In [52]:
import numpy as np
from scipy.stats import multivariate_normal

Log:

- 11/10 Fixed bugs: H^(-1/2) formula, shapes of theta & epsilons

# Functions to be tested

This is a test using the Rosebrock function.

The glomal max is at (1,1), with obj. value = 0.

In [109]:
a = 1
b = 10
def F(theta):
    x = theta[0]
    y = theta[1]
    return - ((a - x)**2 + b*((y - x**2)**2))

In [110]:
F(np.array((1,2)))

-10

# Gradient benchmark

This is exactly the Algorithm 1 in the RL paper.

In [123]:
def ES_benchmark_gradient(alpha, sigma, theta_0, num_samples, time_steps):
    theta_t = theta_0
    d = theta_0.shape[0]
    n = num_samples
    for t in range(time_steps):
        #**** sample epsilons ****#
        eps_list = [] 
        for i in range(n):
            eps = np.random.multivariate_normal(mean = np.zeros(d), cov = np.identity(d))
            eps_list.append(eps)
        #**** compute function values ****#
        F_list = []
        for i in range(n):
            F_val = F(theta_t + sigma*eps_list[i])
            F_list.append(F_val)
        #**** update theta ****#
        new_theta = theta_t
        for i in range(n):
            new_theta += alpha / (n*sigma) * F_list[i] * eps_list[i]
        theta_t = new_theta
    return theta_t, F(theta_t)

In [124]:
ES_benchmark_gradient(alpha=0.0002, sigma=0.1, theta_0 = np.array([2.0,2.0]), num_samples = 50, time_steps = 10000)

(array([1.05175684, 1.12132228]), -0.004967887958809249)

# HessAware Benchmark

This implements the Hess Aware algorithm in Zhang's paper. 

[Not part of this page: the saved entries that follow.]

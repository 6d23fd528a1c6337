//! HTTP handlers for the serving edge.

pub mod collect;
pub mod health;
pub mod regions;
pub mod stations;

use axum::{
    http::StatusCode,
    response::{IntoResponse, Response},
    Json,
};
use serde::{Deserialize, Serialize};
use thiserror::Error;
use weather_common::WeatherError;

use crate::error::CollectError;

/// `?refresh=true` bypasses the bucket cache.
#[derive(Debug, Default, Deserialize)]
pub struct RefreshQuery {
    #[serde(default)]
    pub refresh: bool,
}

#[derive(Debug, Serialize)]
pub struct ErrorBody {
    pub error: String,
    pub status: u16,
}

/// Error returned by handlers, rendered as JSON.
#[derive(Debug, Error)]
pub enum ApiError {
    #[error(transparent)]
    Weather(#[from] WeatherError),

    #[error(transparent)]
    Collect(#[from] CollectError),
}

impl ApiError {
    fn status(&self) -> u16 {
        match self {
            ApiError::Weather(e) => e.http_status_code(),
            ApiError::Collect(e) => e.http_status_code(),
        }
    }
}

impl IntoResponse for ApiError {
    fn into_response(self) -> Response {
        let status = self.status();
        let code = StatusCode::from_u16(status).unwrap_or(StatusCode::INTERNAL_SERVER_ERROR);
        let body = ErrorBody {
            error: self.to_string(),
            status,
        };
        (code, Json(body)).into_response()
    }
}

/// Join display lines into a `text/plain` body.
pub(crate) fn text_lines(lines: Vec<String>) -> Response {
    let mut body = lines.join("\n");
    body.push('\n');
    (
        [(axum::http::header::CONTENT_TYPE, "text/plain; charset=utf-8")],
        body,
    )
        .into_response()
}
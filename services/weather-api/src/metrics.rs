//! Metric names and descriptions.

use metrics::{describe_counter, describe_histogram, Unit};

pub const STATION_COLLECT_TOTAL: &str = "station_collect_total";
pub const STATION_COLLECT_DURATION_MS: &str = "station_collect_duration_ms";
pub const READING_CACHE_HITS_TOTAL: &str = "reading_cache_hits_total";
pub const READING_CACHE_MISSES_TOTAL: &str = "reading_cache_misses_total";
pub const REGION_AGGREGATE_TOTAL: &str = "region_aggregate_total";
pub const REGION_STATION_FAILURES_TOTAL: &str = "region_station_failures_total";
pub const WARM_CYCLES_TOTAL: &str = "warm_cycles_total";

/// Register help text with the installed recorder.
pub fn describe_metrics() {
    describe_counter!(
        STATION_COLLECT_TOTAL,
        "Station collections by outcome (cached, fresh, error, invalid)"
    );
    describe_histogram!(
        STATION_COLLECT_DURATION_MS,
        Unit::Milliseconds,
        "Upstream fetch and parse time per station"
    );
    describe_counter!(READING_CACHE_HITS_TOTAL, "Bucket cache hits");
    describe_counter!(READING_CACHE_MISSES_TOTAL, "Bucket cache misses");
    describe_counter!("source_retry_total", "Upstream attempts that were retried");
    describe_counter!(REGION_AGGREGATE_TOTAL, "Region aggregations");
    describe_counter!(
        REGION_STATION_FAILURES_TOTAL,
        "Region slots degraded to stale or placeholder"
    );
    describe_counter!(WARM_CYCLES_TOTAL, "Scheduled pre-warm cycles");
}
//! Plain-text rendering for constrained display clients.
//!
//! Applied at the serving edge only. Readings arrive in SI units and are
//! converted to the region's display unit here. Absent optional fields are
//! omitted; [`format_region`] is the caller that renders `--` for failed slots.

use crate::reading::CanonicalReading;
use crate::region::{DisplayUnit, RegionResponse, SlotOutcome};

/// A gust line is only worth showing when it differs from the average by
/// at least this much, in display units.
pub const GUST_DISPLAY_THRESHOLD: f64 = 1.0;

const COMPASS_POINTS: [&str; 16] = [
    "N", "NNE", "NE", "ENE", "E", "ESE", "SE", "SSE", "S", "SSW", "SW", "WSW", "W", "WNW", "NW",
    "NNW",
];

/// 16-point compass label for a direction in degrees.
pub fn compass_point(degrees: u16) -> &'static str {
    let index = ((degrees % 360) as f64 / 22.5 + 0.5) as usize % 16;
    COMPASS_POINTS[index]
}

/// Render a reading with the station id as header.
pub fn format_reading(reading: &CanonicalReading, unit: DisplayUnit) -> Vec<String> {
    format_reading_titled(&reading.station_id, reading, unit)
}

/// Render a reading under an explicit header.
pub fn format_reading_titled(
    title: &str,
    reading: &CanonicalReading,
    unit: DisplayUnit,
) -> Vec<String> {
    let speed_unit = unit.speed_unit();
    let suffix = speed_unit.suffix();
    let mut lines = vec![title.to_string()];

    let avg = reading.wind_speed.map(|s| speed_unit.from_mps(s));
    if let Some(avg) = avg {
        let mut line = format!("Wind: {:.1} {}", avg, suffix);
        if let Some(dir) = reading.wind_direction {
            line.push_str(&format!(" {}° {}", dir, compass_point(dir)));
        }
        lines.push(line);
    }

    if let Some(gust) = reading.wind_gust.map(|g| speed_unit.from_mps(g)) {
        let meaningful = avg.map_or(true, |avg| gust - avg >= GUST_DISPLAY_THRESHOLD);
        if meaningful {
            lines.push(format!("Gust: {:.1} {}", gust, suffix));
        }
    }

    if let Some(t) = reading.temperature {
        lines.push(format!("Temp: {:.1}°C", t));
    }

    if let Some(p) = reading.pressure {
        lines.push(format!("Pressure: {:.0} hPa", p));
    }

    lines.push(format!("Updated: {}", reading.timestamp.format("%H:%M UTC")));
    lines
}

/// Render a whole region, one block per configured slot, blank line between.
pub fn format_region(response: &RegionResponse) -> Vec<String> {
    let mut lines = vec![response.name.to_uppercase()];

    for slot in &response.stations {
        lines.push(String::new());
        match &slot.outcome {
            SlotOutcome::Fresh(reading) => {
                lines.extend(format_reading_titled(&slot.name, reading, response.unit));
            }
            SlotOutcome::Stale(reading) => {
                let title = format!("{} (stale)", slot.name);
                lines.extend(format_reading_titled(&title, reading, response.unit));
            }
            SlotOutcome::Failed(_) => {
                lines.push(slot.name.clone());
                lines.push("Wind: --".to_string());
            }
        }
    }

    lines
}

The Hessian estimate comes from Section 4.1.

In [121]:
def ES_benchmark_hess_aware(alpha, sigma, theta_0, num_samples, time_steps, p, H_lambda):
    d = theta_0.shape[0]
    theta_t = theta_0.reshape((d,1))
    n = num_samples
    H = None
    for t in range(time_steps):
        #**** sample epsilons ****#
        eps_list = [] 
        for i in range(n):
            eps = np.random.multivariate_normal(mean = np.zeros(d), cov = np.identity(d))
            eps_list.append(eps.reshape(d,1))
        #**** compute function values ****#
        F_plus_list = []
        F_minus_list = []
        F_list = []
        for i in range(n):
            F_plus_list.append(F(theta_t + sigma*eps_list[i]))
            F_minus_list.append(F(theta_t - sigma*eps_list[i]))
            F_list.append(F(theta_t))
        #**** compute Hessian every p steps ****#
        if t % p == 0:
            H = np.zeros((d,d))
            for i in range(n):
                e_i = eps_list[i]
                e_i_trans = np.transpose(eps_list[i])
                H += (F_plus_list[i] + F_minus_list[i] - 2*F_list[i]) * (e_i @ e_i_trans)
            H /= 2*(sigma**2)*n
            H += H_lambda * np.identity(d)
        #**** update theta: compute g ****#
        u, s, vh = np.linalg.svd(H)
        H_nh = u @ np.diag(s**-0.5) @ vh
        g = 0
        for i in range(n):
            e_i = eps_list[i]
            F_new = F(theta_t +  sigma* (H_nh @ e_i)  )
            g += ((F_new - F(theta_t)) / sigma ) * (H_nh @ e_i) / n
        #**** update theta: the rest ****#
        new_theta = theta_t + alpha * g
        theta_t = new_theta
        
    return theta_t, F(theta_t), H

In [122]:
ES_benchmark_hess_aware(alpha=0.5, sigma=0.1, theta_0=np.array([2.0, 2.0]), num_samples = 50, time_steps = 2000, p = 10, H_lambda = 0)

(array([[0.99470377],
        [0.9892107 ]]),
 array([-2.85558194e-05]),
 array([[-137.46508034,   44.17335996],
        [  44.17335996,  -68.21204881]]))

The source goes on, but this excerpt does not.